At a recent gathering in London, a group of chairs, chief executives and senior managers came together to talk about a book. Written by Mark Braithwaite, the Asia Pacific managing director for global headhunting firm Odgers Berndtson, Leadership Disrupted argues that the pace of technological change is creating a level of complexity that is “overtaking our ability to process and make effective decisions”.

More brutally, the book suggests that up to half the people currently on leadership teams may be unsuited to coping with the current accelerated rate of technological change and the demands it makes of their skills. In addition, boards may in fact be blocking some companies from coming to terms with the strategic transformation needed to keep up.

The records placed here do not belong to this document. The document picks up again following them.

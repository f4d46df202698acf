//! HTTP request handlers for the school service.

use std::future::Future;
use std::sync::Arc;
use std::time::Duration;

use axum::{
    extract::{
        rejection::{JsonRejection, QueryRejection},
        Query, State,
    },
    http::StatusCode,
    Json,
};
use geojson::FeatureCollection;
use schoolmap::{
    geojson::ranked_to_feature_collection, rank_from, Coordinate, NewSchool, RankedSchool,
    StoreError, StoreResult, ValidationError,
};
use serde::{Deserialize, Serialize};
use utoipa::{IntoParams, ToSchema};

use crate::error::ApiError;
use crate::AppState;

/// A coordinate as sent by clients: a JSON number or a numeric string.
#[derive(Debug, Clone, PartialEq, Deserialize)]
#[serde(untagged)]
pub enum NumberOrText {
    Number(f64),
    Text(String),
}

/// Request body for `POST /addSchool`. Every field is required.
#[derive(Debug, Deserialize, ToSchema)]
pub struct AddSchoolRequest {
    /// School name (non-empty).
    #[schema(example = "Greenwood High")]
    pub name: Option<String>,
    /// Street address (non-empty).
    #[schema(example = "12 Park Lane")]
    pub address: Option<String>,
    /// Latitude in decimal degrees (-90 to 90).
    #[schema(value_type = Option<f64>, example = 12.9716)]
    pub latitude: Option<NumberOrText>,
    /// Longitude in decimal degrees (-180 to 180).
    #[schema(value_type = Option<f64>, example = 77.5946)]
    pub longitude: Option<NumberOrText>,
}

/// Successful `addSchool` response.
#[derive(Debug, Serialize, ToSchema)]
#[serde(rename_all = "camelCase")]
pub struct AddSchoolResponse {
    pub message: String,
    /// Id assigned by the store.
    pub school_id: u64,
}

/// Query parameters for the listing endpoints.
#[derive(Debug, Deserialize, IntoParams)]
#[into_params(parameter_in = Query)]
pub struct ListSchoolsQuery {
    /// Latitude in decimal degrees (-90 to 90).
    #[param(value_type = f64)]
    pub latitude: Option<String>,
    /// Longitude in decimal degrees (-180 to 180).
    #[param(value_type = f64)]
    pub longitude: Option<String>,
}

/// A school with its distance from the query point.
#[derive(Debug, Serialize, ToSchema)]
pub struct SchoolResponse {
    pub id: u64,
    pub name: String,
    pub address: String,
    pub latitude: f64,
    pub longitude: f64,
    /// Great-circle distance from the query point in kilometers.
    pub distance: f64,
}

impl From<RankedSchool> for SchoolResponse {
    fn from(ranked: RankedSchool) -> Self {
        Self {
            id: ranked.school.id,
            name: ranked.school.name,
            address: ranked.school.address,
            latitude: ranked.school.latitude,
            longitude: ranked.school.longitude,
            distance: ranked.distance_km,
        }
    }
}

/// Error response.
#[derive(Debug, Serialize, ToSchema)]
pub struct ErrorResponse {
    /// Error message.
    pub error: String,
}

/// Health check response.
#[derive(Debug, Serialize, ToSchema)]
pub struct HealthResponse {
    /// Service status.
    pub status: String,
    /// Service version.
    pub version: String,
}

/// Add a school.
///
/// # Returns
///
/// - `201 Created` with the new school id
/// - `400 Bad Request` if any field is missing or invalid
/// - `500 Internal Server Error` if the store fails
#[utoipa::path(
    post,
    path = "/addSchool",
    tag = "schools",
    request_body = AddSchoolRequest,
    responses(
        (status = 201, description = "School added", body = AddSchoolResponse),
        (status = 400, description = "Missing or invalid field", body = ErrorResponse),
        (status = 500, description = "Store failure", body = ErrorResponse)
    )
)]
#[axum::debug_handler]
pub async fn add_school(
    State(state): State<Arc<AppState>>,
    payload: Result<Json<AddSchoolRequest>, JsonRejection>,
) -> Result<(StatusCode, Json<AddSchoolResponse>), ApiError> {
    let Json(request) = payload.map_err(|rejection| {
        tracing::debug!(error = %rejection, "Unreadable addSchool body");
        ApiError::MissingFields
    })?;

    let school = validate_new_school(request).map_err(|e| {
        tracing::debug!(error = %e, "Rejected addSchool request");
        ApiError::MissingFields
    })?;

    let school_id = bounded(state.store_timeout, state.store.insert(&school))
        .await
        .map_err(|e| {
            tracing::error!(error = %e, "Database insertion failed");
            ApiError::InsertFailed(e)
        })?;

    tracing::info!(school_id = school_id, name = school.name(), "School added");

    Ok((
        StatusCode::CREATED,
        Json(AddSchoolResponse {
            message: "School added successfully".to_string(),
            school_id,
        }),
    ))
}

/// List all schools sorted by distance from the given coordinates.
///
/// # Returns
///
/// - `200 OK` with schools in ascending distance order
/// - `400 Bad Request` if coordinates are missing or invalid
/// - `404 Not Found` if the store holds no schools
/// - `500 Internal Server Error` if the store fails
#[utoipa::path(
    get,
    path = "/listSchools",
    tag = "schools",
    params(ListSchoolsQuery),
    responses(
        (status = 200, description = "Schools sorted by distance", body = [SchoolResponse]),
        (status = 400, description = "Missing or invalid coordinates", body = ErrorResponse),
        (status = 404, description = "No schools stored", body = ErrorResponse),
        (status = 500, description = "Store failure", body = ErrorResponse)
    )
)]
#[axum::debug_handler]
pub async fn list_schools(
    State(state): State<Arc<AppState>>,
    query: Result<Query<ListSchoolsQuery>, QueryRejection>,
) -> Result<Json<Vec<SchoolResponse>>, ApiError> {
    let ranked = ranked_schools(&state, query).await?;
    Ok(Json(ranked.into_iter().map(SchoolResponse::from).collect()))
}

/// List all schools sorted by distance, as a GeoJSON FeatureCollection.
///
/// Same validation and errors as `GET /listSchools`.
#[utoipa::path(
    get,
    path = "/listSchools/geojson",
    tag = "schools",
    params(ListSchoolsQuery),
    responses(
        (status = 200, description = "FeatureCollection of schools sorted by distance"),
        (status = 400, description = "Missing or invalid coordinates", body = ErrorResponse),
        (status = 404, description = "No schools stored", body = ErrorResponse),
        (status = 500, description = "Store failure", body = ErrorResponse)
    )
)]
#[axum::debug_handler]
pub async fn list_schools_geojson(
    State(state): State<Arc<AppState>>,
    query: Result<Query<ListSchoolsQuery>, QueryRejection>,
) -> Result<Json<FeatureCollection>, ApiError> {
    let ranked = ranked_schools(&state, query).await?;
    Ok(Json(ranked_to_feature_collection(&ranked)))
}

/// Health check endpoint.
///
/// Returns service status and version.
#[utoipa::path(
    get,
    path = "/health",
    tag = "system",
    responses((status = 200, description = "Service is healthy", body = HealthResponse))
)]
pub async fn health_check() -> Json<HealthResponse> {
    Json(HealthResponse {
        status: "healthy".to_string(),
        version: env!("CARGO_PKG_VERSION").to_string(),
    })
}

/// Validate coordinates, fetch every school and rank them.
async fn ranked_schools(
    state: &AppState,
    query: Result<Query<ListSchoolsQuery>, QueryRejection>,
) -> Result<Vec<RankedSchool>, ApiError> {
    let origin = query
        .map_err(|e| e.to_string())
        .and_then(|Query(q)| parse_query_coordinate(&q).map_err(|e| e.to_string()))
        .map_err(|reason| {
            tracing::warn!(reason = %reason, "Invalid coordinates");
            ApiError::MissingCoordinates
        })?;

    let schools = bounded(state.store_timeout, state.store.list_all())
        .await
        .map_err(|e| {
            tracing::error!(error = %e, "Database query failed");
            ApiError::QueryFailed(e)
        })?;

    if schools.is_empty() {
        tracing::warn!("No schools found in the store");
        return Err(ApiError::NoSchools);
    }

    let ranked = rank_from(origin, schools);
    tracing::info!(
        lat = origin.latitude,
        lon = origin.longitude,
        count = ranked.len(),
        "Schools ranked"
    );
    Ok(ranked)
}

/// Validate an `addSchool` body. A field is present when its key exists and
/// is not `null`; `0` is a valid coordinate.
pub fn validate_new_school(request: AddSchoolRequest) -> Result<NewSchool, ValidationError> {
    let name = request
        .name
        .ok_or(ValidationError::MissingField { field: "name" })?;
    let address = request
        .address
        .ok_or(ValidationError::MissingField { field: "address" })?;
    let latitude = number_field(request.latitude, "latitude")?;
    let longitude = number_field(request.longitude, "longitude")?;

    NewSchool::new(name, address, latitude, longitude)
}

fn number_field(
    value: Option<NumberOrText>,
    field: &'static str,
) -> Result<f64, ValidationError> {
    match value {
        None => Err(ValidationError::MissingField { field }),
        Some(NumberOrText::Number(n)) => Ok(n),
        Some(NumberOrText::Text(s)) => s
            .trim()
            .parse::<f64>()
            .map_err(|_| ValidationError::NotANumber { field }),
    }
}

/// Parse and validate the `latitude`/`longitude` query parameters.
pub fn parse_query_coordinate(query: &ListSchoolsQuery) -> Result<Coordinate, ValidationError> {
    let latitude = query_number(query.latitude.as_deref(), "latitude")?;
    let longitude = query_number(query.longitude.as_deref(), "longitude")?;
    Coordinate::new(latitude, longitude)
}

fn query_number(value: Option<&str>, field: &'static str) -> Result<f64, ValidationError> {
    let raw = value
        .map(str::trim)
        .filter(|s| !s.is_empty())
        .ok_or(ValidationError::MissingField { field })?;
    raw.parse::<f64>()
        .map_err(|_| ValidationError::NotANumber { field })
}

/// Run a store call, failing with [`StoreError::Timeout`] if it takes longer
/// than `timeout`.
async fn bounded<T, F>(timeout: Duration, call: F) -> StoreResult<T>
where
    F: Future<Output = StoreResult<T>>,
{
    match tokio::time::timeout(timeout, call).await {
        Ok(result) => result,
        Err(_) => Err(StoreError::Timeout {
            millis: timeout.as_millis() as u64,
        }),
    }
}
//! schoolmap-service - HTTP microservice listing schools by distance.
//!
//! Stores school locations and returns them sorted by great-circle distance
//! from a caller-supplied coordinate.
//!
//! ## Environment Variables
//!
//! | Variable | Description | Default |
//! |----------|-------------|---------|
//! | `PORT` | HTTP server port | 5000 |
//! | `DB_HOST` | MySQL host (unset: in-memory store) | None |
//! | `DB_PORT` | MySQL port | 3306 |
//! | `DB_USER` | MySQL user | "root" |
//! | `DB_PASSWORD` | MySQL password | "" |
//! | `DB_NAME` | MySQL database | "schools" |
//! | `DB_POOL_SIZE` | Maximum pooled connections | 5 |
//! | `DB_TIMEOUT_SECS` | Bound on each store call | 5 |
//! | `RUST_LOG` | Log level (e.g., "info", "debug") | "info" |
//!
//! Variables are also read from a `.env` file in the working directory.
//!
//! ## Endpoints
//!
//! - `POST /addSchool` - Add a school
//! - `GET /listSchools?latitude=X&longitude=Y` - Schools sorted by distance
//! - `GET /listSchools/geojson?latitude=X&longitude=Y` - Same, as GeoJSON
//! - `GET /health` - Health check
//! - `GET /docs` - OpenAPI documentation (Swagger UI)

use std::net::SocketAddr;
use std::sync::Arc;

use axum::Router;
use schoolmap::{MemoryStore, SchoolStore};
use schoolmap_service::{handlers, router, AppState, MySqlStore, ServiceConfig};
use tracing_subscriber::{layer::SubscriberExt, util::SubscriberInitExt};
use utoipa::OpenApi;
use utoipa_swagger_ui::SwaggerUi;

/// OpenAPI documentation for the schoolmap service.
#[derive(OpenApi)]
#[openapi(
    info(
        title = "schoolmap Service",
        version = "0.1.0",
        description = "REST API for storing schools and listing them by distance.",
        license(name = "MIT", url = "https://opensource.org/licenses/MIT")
    ),
    paths(
        handlers::add_school,
        handlers::list_schools,
        handlers::list_schools_geojson,
        handlers::health_check,
    ),
    components(
        schemas(
            handlers::AddSchoolRequest,
            handlers::AddSchoolResponse,
            handlers::SchoolResponse,
            handlers::ErrorResponse,
            handlers::HealthResponse,
        )
    ),
    tags(
        (name = "schools", description = "School storage and proximity endpoints"),
        (name = "system", description = "System and health endpoints")
    )
)]
struct ApiDoc;

#[tokio::main]
async fn main() -> Result<(), Box<dyn std::error::Error>> {
    // A missing .env file is fine; the process environment still applies.
    dotenvy::dotenv().ok();

    // Initialize tracing
    tracing_subscriber::registry()
        .with(
            tracing_subscriber::EnvFilter::try_from_default_env()
                .unwrap_or_else(|_| "schoolmap_service=info,tower_http=info".into()),
        )
        .with(tracing_subscriber::fmt::layer())
        .init();

    let config = ServiceConfig::from_env();

    let store: Arc<dyn SchoolStore> = match &config.database {
        Some(db) => {
            tracing::info!(
                host = %db.host,
                port = db.port,
                database = %db.name,
                user = %db.user,
                pool_size = db.pool_size,
                "Using MySQL store"
            );
            let store = MySqlStore::connect_lazy(db, config.store_timeout);
            match store.ensure_schema().await {
                Ok(()) => tracing::info!("Connected to MySQL database"),
                Err(e) => tracing::error!(error = %e, "Database connection failed"),
            }
            Arc::new(store)
        }
        None => {
            tracing::warn!("DB_HOST not set, using in-memory store");
            Arc::new(MemoryStore::new())
        }
    };

    tracing::info!(
        port = config.port,
        store_timeout_ms = config.store_timeout.as_millis() as u64,
        "Starting schoolmap service"
    );

    let state = Arc::new(AppState::new(store).with_store_timeout(config.store_timeout));

    // Build router
    let app = Router::new()
        .merge(SwaggerUi::new("/docs").url("/api-docs/openapi.json", ApiDoc::openapi()))
        .merge(router(state));

    // Start server
    let addr = SocketAddr::from(([0, 0, 0, 0], config.port));
    let listener = tokio::net::TcpListener::bind(addr).await?;

    tracing::info!("Listening on http://{}", addr);

    axum::serve(listener, app).await?;

    Ok(())
}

This conclusion came from interviews with 70 leaders from multinational corporations—63 Asia Pacific leaders of global companies and seven chief executives of Western multinationals headquartered in Asia.

Braithwaite’s book is not about technology, but the thorny topic of leaderships at a time when change is so fast it has become the “biggest disruptor of all”.

A flexible mindset

Braithwaite focuses on three core areas: strategy, talent and leadership, how they work together and the challenges each presents.

Strategy is particularly tricky, because “the five-year plan is obsolete, and mature companies are really struggling with this”. One leader told Braithwaite: “Our business plan from 2016 is not worth the paper it is written on.”

Talent management is also being transformed. Employees seek a more personal and direct relationship with their bosses, want their employers to be good for society and have a sense of purpose, and they want investment in their own professional development.

In terms of leadership, the Asia Pacific region throws up specific challenges as customers demand change faster than companies can adjust. Leaders, according to Braithwaite, need a new mindset to cope with the flexibility needed to keep up. And that is hard to achieve across all levels of an organisation.

“To operate in a diverse environment, one has to let go of what we believe and agree with other people, listen to something new and make a transition”

—Mark Braithwaite

The rest of the book is an exploration of those themes and the measures companies are taking to cope. But the warnings about managers ill-suited to disruption and boards proving an obstacle to change sound off like sirens.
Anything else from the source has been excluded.